24. The device of claim 18 , wherein the device is implemented within a user device or is configured to communicate with a user device.
A system for managing user interactions with digital content is disclosed. The system addresses the problem of inefficient content delivery and user engagement by dynamically adjusting content presentation based on user behavior and preferences. The system includes a processing unit that analyzes user interactions with digital content, such as clicks, dwell time, and navigation patterns, to determine user preferences and engagement levels.
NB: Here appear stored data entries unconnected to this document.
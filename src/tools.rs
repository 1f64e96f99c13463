// External tool discovery and diagnostics
//
// ffmpeg availability degrades the offered format set (merging and
// audio extraction need it); yt-dlp absence is fatal for downloads.

use std::path::{Path, PathBuf};
use std::process::Command;

use serde::{Deserialize, Serialize};

use crate::config::AppConfig;

/// Status of one external binary
#[derive(Debug, Clone, Serialize, Deserialize)]
pub struct ToolInfo {
    pub name: String,
    pub path: Option<PathBuf>,
    pub version: Option<String>,
    pub is_available: bool,
}

fn detect_tool(binary: &str, version_arg: &str) -> ToolInfo {
    let path = find_binary(binary);
    let version = path
        .as_deref()
        .and_then(|p| probe_version(p, version_arg));
    ToolInfo {
        name: binary.to_string(),
        is_available: path.is_some(),
        path,
        version,
    }
}

/// Look in common install locations first, then fall back to `which`
fn find_binary(name: &str) -> Option<PathBuf> {
    let common_paths = [
        format!("/opt/homebrew/bin/{name}"),
        format!("/usr/local/bin/{name}"),
        format!("/usr/bin/{name}"),
    ];

    for path in common_paths {
        if Path::new(&path).exists() {
            return Some(PathBuf::from(path));
        }
    }

    if let Ok(output) = Command::new("which").arg(name).output() {
        if output.status.success() {
            let path = String::from_utf8_lossy(&output.stdout).trim().to_string();
            if !path.is_empty() {
                return Some(PathBuf::from(path));
            }
        }
    }
    None
}

fn probe_version(path: &Path, arg: &str) -> Option<String> {
    match Command::new(path).arg(arg).output() {
        Ok(output) if output.status.success() => {
            let out = String::from_utf8_lossy(&output.stdout);
            // ffmpeg prints a banner; the version sits before "Copyright"
            let first = out.lines().next()?.trim();
            let version = first.split("Copyright").next().unwrap_or(first).trim();
            Some(version.to_string())
        }
        _ => None,
    }
}

pub fn find_ffmpeg() -> Option<PathBuf> {
    find_binary("ffmpeg")
}

pub fn find_ytdlp() -> Option<PathBuf> {
    find_binary("yt-dlp")
}

pub fn ffmpeg_available(config: &AppConfig) -> bool {
    match &config.ffmpeg_path {
        Some(path) => path.exists(),
        None => find_ffmpeg().is_some(),
    }
}

/// Doctor-style report the caller can render in a diagnostics view
#[derive(Debug, Clone, Serialize, Deserialize)]
pub struct Diagnostics {
    pub ffmpeg: ToolInfo,
    pub ytdlp: ToolInfo,
    pub config_path: PathBuf,
    pub download_dir: PathBuf,
    pub download_dir_exists: bool,
    pub cookie_file: Option<PathBuf>,
}

impl Diagnostics {
    pub fn collect(config: &AppConfig) -> Self {
        let mut ffmpeg = detect_tool("ffmpeg", "-version");
        // An explicitly configured ffmpeg path overrides discovery
        if let Some(path) = &config.ffmpeg_path {
            ffmpeg.is_available = path.exists();
            ffmpeg.version = ffmpeg
                .is_available
                .then(|| probe_version(path, "-version"))
                .flatten();
            ffmpeg.path = Some(path.clone());
        }

        Self {
            ffmpeg,
            ytdlp: detect_tool("yt-dlp", "--version"),
            config_path: AppConfig::default_path(),
            download_dir: config.download_dir.clone(),
            download_dir_exists: config.download_dir.is_dir(),
            cookie_file: crate::cookies::find_cookie_file(config.cookie_file.as_deref()),
        }
    }
}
The system also includes a content delivery module that modifies the presentation of content, such as adjusting layout, prioritizing certain content, or suggesting related content, based on the analysis. The system may be integrated into a user device, such as a smartphone or tablet, or operate as a separate system that communicates with the user device to provide personalized content recommendations. The system may also include a machine learning component that continuously improves content delivery strategies by learning from user feedback and behavior over time. This approach enhances user experience by delivering more relevant and engaging content, while also improving content creators' ability to reach their target audience effectively.
Unknown
January 12, 2021
Browse 5M+ US patents with plain-English claim translations and AI-generated analysis.